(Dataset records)
○ ○ ○ ○
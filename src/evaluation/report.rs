//! Immutable metrics report

use std::collections::BTreeMap;
use std::fmt;

use serde::{Deserialize, Serialize};

use super::evaluator::{Evaluation, SplitEvaluation};
use crate::training::FoldStatistics;

/// A single reported metric
#[derive(Debug, Clone, Copy, PartialEq, Serialize, Deserialize)]
#[serde(untagged)]
pub enum MetricValue {
    Scalar(f64),
    /// Mean and population standard deviation across folds
    Summary { mean: f64, std: f64 },
    /// The metric has no defined value, e.g. R² of a constant series
    Undefined,
}

impl MetricValue {
    pub fn scalar(&self) -> Option<f64> {
        match self {
            MetricValue::Scalar(v) => Some(*v),
            _ => None,
        }
    }

    pub fn is_undefined(&self) -> bool {
        matches!(self, MetricValue::Undefined)
    }
}

impl From<Option<f64>> for MetricValue {
    fn from(value: Option<f64>) -> Self {
        value.map_or(MetricValue::Undefined, MetricValue::Scalar)
    }
}

impl From<&FoldStatistics> for MetricValue {
    fn from(stats: &FoldStatistics) -> Self {
        MetricValue::Summary {
            mean: stats.mean,
            std: stats.std,
        }
    }
}

impl fmt::Display for MetricValue {
    fn fmt(&self, f: &mut fmt::Formatter<'_>) -> fmt::Result {
        match self {
            MetricValue::Scalar(v) => write!(f, "{:.4}", v),
            MetricValue::Summary { mean, std } => write!(f, "{:.4} ± {:.4}", mean, std),
            MetricValue::Undefined => write!(f, "undefined"),
        }
    }
}

/// Metric name to value, plus free-form annotations.
///
/// Names are `<partition>.<metric>`, with partitions `train`, `test` and `cv`.
#[derive(Debug, Clone, PartialEq, Serialize, Deserialize)]
pub struct MetricsReport {
    metrics: BTreeMap<String, MetricValue>,
    annotations: Vec<String>,
}

impl MetricsReport {
    pub fn from_evaluation(evaluation: &Evaluation) -> Self {
        let mut metrics = BTreeMap::new();
        insert_split(&mut metrics, "train", &evaluation.train);
        insert_split(&mut metrics, "test", &evaluation.test);

        match &evaluation.cross_validation {
            Some(cv) => {
                metrics.insert("cv.rmse".to_string(), MetricValue::from(&cv.rmse));
                metrics.insert("cv.mae".to_string(), MetricValue::from(&cv.mae));
                metrics.insert(
                    "cv.r2".to_string(),
                    cv.r2.as_ref().map_or(MetricValue::Undefined, MetricValue::from),
                );
            }
            None => {
                for name in ["cv.rmse", "cv.mae", "cv.r2"] {
                    metrics.insert(name.to_string(), MetricValue::Undefined);
                }
            }
        }

        Self {
            metrics,
            annotations: evaluation.annotations.clone(),
        }
    }

    /// Prepend annotations raised before evaluation (search, scaling)
    pub fn with_annotations(mut self, annotations: impl IntoIterator<Item = String>) -> Self {
        let mut all: Vec<String> = annotations.into_iter().collect();
        all.append(&mut self.annotations);
        self.annotations = all;
        self
    }

    pub fn get(&self, name: &str) -> Option<&MetricValue> {
        self.metrics.get(name)
    }

    pub fn metrics(&self) -> &BTreeMap<String, MetricValue> {
        &self.metrics
    }

    pub fn annotations(&self) -> &[String] {
        &self.annotations
    }

    /// Metrics of one partition, with the partition prefix stripped
    pub fn partition<'a>(&'a self, prefix: &'a str) -> impl Iterator<Item = (&'a str, &'a MetricValue)> + 'a {
        self.metrics.iter().filter_map(move |(name, value)| {
            name.strip_prefix(prefix)
                .and_then(|rest| rest.strip_prefix('.'))
                .map(|metric| (metric, value))
        })
    }
}

fn insert_split(metrics: &mut BTreeMap<String, MetricValue>, prefix: &str, split: &SplitEvaluation) {
    let r = &split.regression;
    let c = &split.classification;
    let entries = [
        ("rmse", MetricValue::Scalar(r.rmse)),
        ("mae", MetricValue::Scalar(r.mae)),
        ("r2", MetricValue::from(r.r2)),
        ("accuracy", MetricValue::Scalar(c.accuracy)),
        ("precision", MetricValue::Scalar(c.precision)),
        ("recall", MetricValue::Scalar(c.recall)),
        ("f1", MetricValue::Scalar(c.f1)),
        ("threshold", MetricValue::Scalar(split.threshold)),
    ];
    for (name, value) in entries {
        metrics.insert(format!("{}.{}", prefix, name), value);
    }
}

#[cfg(test)]
mod tests {
    use super::*;
    use crate::evaluation::binarize::ThresholdSource;
    use crate::evaluation::evaluator::{CrossValidationSummary, PredictionSeries};
    use crate::evaluation::metrics::{ClassificationMetrics, ConfusionMatrix, RegressionMetrics};

    fn split(r2: Option<f64>, threshold: f64) -> SplitEvaluation {
        SplitEvaluation {
            regression: RegressionMetrics {
                rmse: 0.5,
                mae: 0.4,
                r2,
                n_samples: 2,
            },
            classification: ClassificationMetrics {
                accuracy: 1.0,
                precision: 1.0,
                recall: 1.0,
                f1: 1.0,
                confusion: ConfusionMatrix::default(),
            },
            threshold,
            threshold_source: ThresholdSource::Median,
            predictions: PredictionSeries {
                actual: vec![1.0, 2.0],
                predicted: vec![1.5, 1.5],
                residual: vec![-0.5, 0.5],
            },
        }
    }

    #[test]
    fn test_report_keys() {
        let evaluation = Evaluation {
            train: split(Some(0.9), 1.5),
            test: split(None, 2.5),
            cross_validation: Some(CrossValidationSummary {
                rmse: FoldStatistics::from_scores(vec![1.0, 3.0]).unwrap(),
                mae: FoldStatistics::from_scores(vec![1.0, 1.0]).unwrap(),
                r2: None,
                n_folds: 2,
                undefined_r2_folds: 2,
            }),
            annotations: vec!["test.r2 undefined".to_string()],
        };

        let report = MetricsReport::from_evaluation(&evaluation)
            .with_annotations(vec!["search fell back".to_string()]);

        assert_eq!(report.get("train.r2"), Some(&MetricValue::Scalar(0.9)));
        assert!(report.get("test.r2").unwrap().is_undefined());
        assert_eq!(report.get("train.threshold").and_then(|v| v.scalar()), Some(1.5));
        assert_eq!(report.get("test.threshold").and_then(|v| v.scalar()), Some(2.5));
        assert_eq!(
            report.get("cv.rmse"),
            Some(&MetricValue::Summary { mean: 2.0, std: 1.0 })
        );
        assert!(report.get("cv.r2").unwrap().is_undefined());
        assert_eq!(report.annotations()[0], "search fell back");
        assert_eq!(report.annotations().len(), 2);
        assert_eq!(report.partition("cv").count(), 3);
        assert_eq!(report.partition("train").count(), 8);
    }

    #[test]
    fn test_metric_value_display_and_json() {
        assert_eq!(MetricValue::Scalar(0.5).to_string(), "0.5000");
        assert_eq!(MetricValue::Undefined.to_string(), "undefined");

        let json = serde_json::to_string(&MetricValue::Undefined).unwrap();
        assert_eq!(json, "null");
        let back: MetricValue = serde_json::from_str(r#"{"mean":1.0,"std":0.0}"#).unwrap();
        assert_eq!(back, MetricValue::Summary { mean: 1.0, std: 0.0 });
    }
}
○ ○ ○ ○
== Instructions to follow ==
Show the lines of the records that include the string "unwrap".

== Answer section ==
                rmse: FoldStatistics::from_scores(vec![1.0, 3.0]).unwrap(),
                mae: FoldStatistics::from_scores(vec![1.0, 1.0]).unwrap(),
        assert!(report.get("test.r2").unwrap().is_undefined());
        assert!(report.get("cv.r2").unwrap().is_undefined());
        let json = serde_json::to_string(&MetricValue::Undefined).unwrap();
        let back: MetricValue = serde_json::from_str(r#"{"mean":1.0,"std":0.0}"#).unwrap();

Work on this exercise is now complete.